Thor estava já há alguns dias circulando próximo de nossa casa. Num domingo, a vê-lo faminto próximo do muro, providenciei algo para que se alimentasse. Comeu com tanta vontade que parecia estar já há dias sem se alimentar. Duas semanas depois, chegando do trabalho, vi que estava deitado na calçada da vizinha da frente. Dava piedade de vê-lo, em pele e osso, a ponto de mal poder ficar sobre as patas. Foi chocante! Corri buscar uma panela de ração para lhe dar de comer. Repeti por duas vezes a dose. Estava, creio, no seu limite. Movia-se com muita dificuldade. Desde então, passei a tratá-lo regularmente. Providenciei medicamento para eliminar os parasitas que já se mostravam em alguns ferimentos. Ontem a noite, ameaçando chover, deixamos o Mike numa área do quintal e Thor ficou alojado na entrada da igreja. Depois de muito tempo, com certeza, pode ter uma noite de sono mais tranqüilo, protegido, alimentado e medicado. Pela manhã, mais uma refeição reforçada e já estava pulando e latindo, feliz e agradecido. Não resisti: fui a uma boa clínica veterinária de Forquilhinhas e tratei para que fossem buscá-lo para uma consulta, tratamento de seus ferimentos e um bom banho.

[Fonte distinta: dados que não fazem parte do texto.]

//! Profile page and profile editing.

use actix_web::{HttpResponse, web};
use chrono::Utc;

use blogicum_core::forms::ProfileInput;
use blogicum_shared::pages::ProfilePage;

use super::PageParams;
use crate::middleware::auth::{Identity, OptionalIdentity};
use crate::middleware::error::AppResult;
use crate::state::AppState;
use crate::views;

/// GET /profile/{username}/
pub async fn profile(
    state: web::Data<AppState>,
    viewer: OptionalIdentity,
    username: web::Path<String>,
    params: web::Query<PageParams>,
) -> AppResult<HttpResponse> {
    let viewer = viewer.actor();
    let listing = state
        .blog
        .profile(viewer.as_ref(), &username, params.request(), Utc::now())
        .await?;

    let is_owner = viewer.is_some_and(|actor| actor.owns(listing.profile.id));
    let (posts, page) = views::listing(listing.page);

    Ok(views::render(ProfilePage {
        profile: views::user(&listing.profile),
        is_owner,
        posts,
        page,
    }))
}

/// GET /profile/edit/
pub async fn edit_form(state: web::Data<AppState>, identity: Identity) -> AppResult<HttpResponse> {
    let outcome = state.blog.edit_profile(&identity.actor(), None).await?;
    Ok(views::respond(outcome, views::profile_form))
}

/// POST /profile/edit/
pub async fn edit_submit(
    state: web::Data<AppState>,
    identity: Identity,
    form: web::Form<ProfileInput>,
) -> AppResult<HttpResponse> {
    let outcome = state
        .blog
        .edit_profile(&identity.actor(), Some(form.into_inner()))
        .await?;
    Ok(views::respond(outcome, views::profile_form))
}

O nome Thor (da mitologia nórdica) estou lhe dando por sua força, coragem e resistência. Afinal, é um sobrevivente, vítima de abandono, mas conserva ainda a fidelidade, confiança e esperança no ser humano. Estou curioso para ver como voltará logo mais da clínica. Seja bem vindo, Thor! Vamos, com certeza, conseguir um bom lar e boas pessoas para adotar você.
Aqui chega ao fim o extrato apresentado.